What static site generator should I use? Where should I host it? What’s the cheapest option that doesn’t feel cheap? I knew I wanted something fast, easy to maintain, and free, because a volunteer community group isn’t paying for hosting.
Copilot walked me through the options. Hugo for the static site generator. Fast builds, simple content management, good for non-developers to update later. Tailwind CSS for styling. Utility-first, no fighting with CSS specificity. Netlify for hosting. Free tier, automatic deploys from Git, SSL included, custom domain support(I did pay for the domain).
Mostly free. SSL, CDN, continuous deployment, all of it. That part still surprises people when I mention it.
The Build
Once the decisions were made, the actual building was remarkably smooth. I’d describe what I wanted, Copilot would generate it, I’d tweak and move on.
The homepage came together first. A hero section with the F3 mission, cards explaining the three Fs (Fitness, Fellowship, Faith), and the core principles that define every workout. Nothing fancy, but clean and purposeful.
Then the workout locations. F3 calls them AOs (Areas of Operations). Each one needed its own page with a schedule, location linked to Google Maps, the site leader’s info, and a photo gallery. Hugo’s content model made this easy. One template, nine pages of structured content in TOML frontmatter, and Copilot helped me build out the layout for each section.
The Q Card was probably the most content-heavy piece. It’s a comprehensive guide for guys leading workouts for the first time. Warm-up structure, workout flow, the Circle of Trust closing ritual. Copilot helped me organize the layout into color-coded sections that made the information scannable.
Regional pages, responsive navigation with a mobile hamburger menu, footer with Slack invite links. It all came together faster than I expected.

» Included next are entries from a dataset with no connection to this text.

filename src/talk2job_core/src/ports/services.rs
use async_trait::async_trait;
use thiserror::Error;

use crate::domain::{
    email::Email,
    identity::{IdToken, Identity, VerifiedIdentity},
    password::Password,
    provider_code::{GENERIC_PROVIDER_MESSAGE, ProviderCode},
    user::UserId,
    validation::FormField,
};

#[derive(Debug, Error)]
pub enum IdentityError {
    /// A failure the provider reported with a code we recognize.
    #[error("{}", .0.message())]
    Code(ProviderCode),
    /// A provider failure we have no mapping for. The raw code is kept for
    /// logs; users get the generic message.
    #[error("{GENERIC_PROVIDER_MESSAGE}")]
    Unrecognized(String),
}

impl IdentityError {
    pub fn field(&self) -> FormField {
        match self {
            IdentityError::Code(code) => code.field(),
            IdentityError::Unrecognized(_) => FormField::General,
        }
    }
}

/// The slice of the identity provider this service consumes. Credential
/// verification and token issuance happen on the provider's side; we only
/// hold the returned identities and tokens.
#[async_trait]
pub trait IdentityProvider: Send + Sync {
    /// Create a new email/password account. The returned identity carries a
    /// fresh id token.
    async fn create_account(
        &self,
        email: &Email,
        password: &Password,
    ) -> Result<Identity, IdentityError>;

    /// Verify email/password credentials, returning the identity and a
    /// fresh id token on success.
    async fn verify_credentials(
        &self,
        email: &Email,
        password: &Password,
    ) -> Result<Identity, IdentityError>;

    /// Verify an id token server-side and resolve the identity behind it.
    async fn verify_id_token(&self, token: &IdToken) -> Result<VerifiedIdentity, IdentityError>;

    /// Dispatch a password-reset email.
    async fn send_password_reset(&self, email: &Email) -> Result<(), IdentityError>;

    /// Invalidate the identity's outstanding tokens. Server-side analogue
    /// of signing the client out, used to undo a half-finished OAuth flow.
    async fn revoke(&self, id: &UserId) -> Result<(), IdentityError>;
}
use std::sync::Arc;

use redis::{Commands, Connection};
use talk2job_core::{Session, SessionStore, SessionStoreError, SessionToken};
use tokio::sync::Mutex;

/// Session records in Redis, serialized as JSON under a prefixed key with
/// the session TTL so Redis evicts them at expiry.
#[derive(Clone)]
pub struct RedisSessionStore {
    conn: Arc<Mutex<Connection>>,
    ttl_seconds: u64,
}

impl RedisSessionStore {
    pub fn new(conn: Arc<Mutex<Connection>>, ttl_seconds: u64) -> Self {
        Self { conn, ttl_seconds }
    }
}

#[async_trait::async_trait]
impl SessionStore for RedisSessionStore {
    #[tracing::instrument(name = "Storing session in Redis", skip_all)]
    async fn insert(&self, token: SessionToken, session: Session) -> Result<(), SessionStoreError> {
        let key = get_key(&token);
        let value = serde_json::to_string(&session)
            .map_err(|e| SessionStoreError::DatabaseError(e.to_string()))?;

        let mut conn = self.conn.lock().await;
        conn.set_ex(key, value, self.ttl_seconds)
            .map_err(|e| SessionStoreError::DatabaseError(e.to_string()))
    }

    #[tracing::instrument(name = "Retrieving session from Redis", skip_all)]
    async fn get(&self, token: &SessionToken) -> Result<Option<Session>, SessionStoreError> {
        let key = get_key(token);

        let mut conn = self.conn.lock().await;
        let value: Option<String> = conn
            .get(&key)
            .map_err(|e| SessionStoreError::DatabaseError(e.to_string()))?;

        value
            .map(|raw| serde_json::from_str(&raw))
            .transpose()
            .map_err(|e| SessionStoreError::DatabaseError(e.to_string()))
    }

    #[tracing::instrument(name = "Removing session from Redis", skip_all)]
    async fn remove(&self, token: &SessionToken) -> Result<(), SessionStoreError> {
        let key = get_key(token);

        let mut conn = self.conn.lock().await;
        conn.del(&key)
            .map_err(|e| SessionStoreError::DatabaseError(e.to_string()))
    }
}

// Key prefix prevents collisions with other data in the same Redis instance.
const SESSION_KEY_PREFIX: &str = "session:";

fn get_key(token: &SessionToken) -> String {
    format!("{}{}", SESSION_KEY_PREFIX, token.as_str())
}
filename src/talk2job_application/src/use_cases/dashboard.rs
use talk2job_core::{Interview, InterviewStore, UserId};

/// How many community interviews the dashboard shows.
const LATEST_INTERVIEWS_LIMIT: usize = 20;

/// The two independent listings the dashboard renders.
#[derive(Debug, Default, PartialEq)]
pub struct DashboardListing {
    pub user_interviews: Vec<Interview>,
    pub latest_interviews: Vec<Interview>,
}

/// Dashboard use case - fetches the user's own interviews and the latest
/// community interviews concurrently. The two reads are independent; a
/// failed read degrades to an empty list rather than failing the page.
pub struct DashboardUseCase<V>
where
    V: InterviewStore,
{
    interview_store: V,
}

impl<V> DashboardUseCase<V>
where
    V: InterviewStore,
{
    pub fn new(interview_store: V) -> Self {
        Self { interview_store }
    }

    #[tracing::instrument(name = "DashboardUseCase::execute", skip(self))]
    pub async fn execute(&self, user_id: &UserId) -> DashboardListing {
        let (user_interviews, latest_interviews) = tokio::join!(
            self.interview_store.interviews_for_user(user_id),
            self.interview_store
                .latest_interviews(user_id, LATEST_INTERVIEWS_LIMIT),
        );

        DashboardListing {
            user_interviews: user_interviews.unwrap_or_default(),
            latest_interviews: latest_interviews.unwrap_or_default(),
        }
    }
}
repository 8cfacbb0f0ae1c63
use std::hash::{Hash, Hasher};
use std::sync::LazyLock;

use regex::Regex;
use secrecy::{ExposeSecret, Secret};

use crate::domain::validation::ValidationError;

static EMAIL_REGEX: LazyLock<Regex> = LazyLock::new(|| {
    Regex::new(r"^[^\s@]+@[^\s@]+\.[^\s@]+$").expect("email regex is valid")
});

/// A syntactically valid email address.
///
/// Wrapped in `Secret` so it is redacted from debug output and logs.
#[derive(Clone)]
pub struct Email(Secret<String>);

impl Email {
    pub fn as_ref(&self) -> &Secret<String> {
        &self.0
    }
}

impl TryFrom<Secret<String>> for Email {
    type Error = ValidationError;

    fn try_from(value: Secret<String>) -> Result<Self, Self::Error> {
        if EMAIL_REGEX.is_match(value.expose_secret()) {
            Ok(Email(value))
        } else {
            Err(ValidationError::InvalidEmail)
        }
    }
}

impl std::fmt::Debug for Email {
    fn fmt(&self, f: &mut std::fmt::Formatter<'_>) -> std::fmt::Result {
        f.write_str("Email([REDACTED])")
    }
}

impl PartialEq for Email {
    fn eq(&self, other: &Self) -> bool {
        self.0.expose_secret() == other.0.expose_secret()
    }
}

impl Eq for Email {}

impl Hash for Email {
    fn hash<H: Hasher>(&self, state: &mut H) {
        self.0.expose_secret().hash(state);
    }
}
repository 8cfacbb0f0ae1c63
pub mod repositories;
pub mod services;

What “Vibe Coding” Actually Means
I’ve seen people use “vibe coding” dismissively, like it means you’re not really building anything. That wasn’t my experience.
What it actually looked like was having a conversation with a tool that could execute. I’d say “I need a responsive grid of workout location cards with images and schedules,” and Copilot would produce something close. I’d adjust the spacing, change a color, restructure a section. It was collaborative in a way that felt natural.
The key was that I knew what I wanted. I’ve been building software for over two decades. I understand layout, responsive design, content hierarchy. I just didn’t know Hugo’s templating syntax or Tailwind’s specific utility classes. Copilot filled those gaps instantly.
That’s the part people miss about AI-assisted development. It doesn’t replace knowing what good looks like. It replaces the time you’d spend reading documentation for a framework you’ll use once.
The Result
A fully responsive community website with nine workout location pages, eight regional links, a detailed leader’s guide, structured schedules, Google Maps integration, and a clean design. Hosted for free on Netlify with SSL and automatic deploys.
Two evenings. Maybe four or five hours total.
A year ago, this would have taken me a week of evenings minimum, mostly spent learning Hugo’s template syntax and fighting with CSS. The actual decisions about structure, content, and design would have been the same. The execution is what collapsed.
That’s the real shift with AI tooling. The thinking doesn’t get faster. The typing does.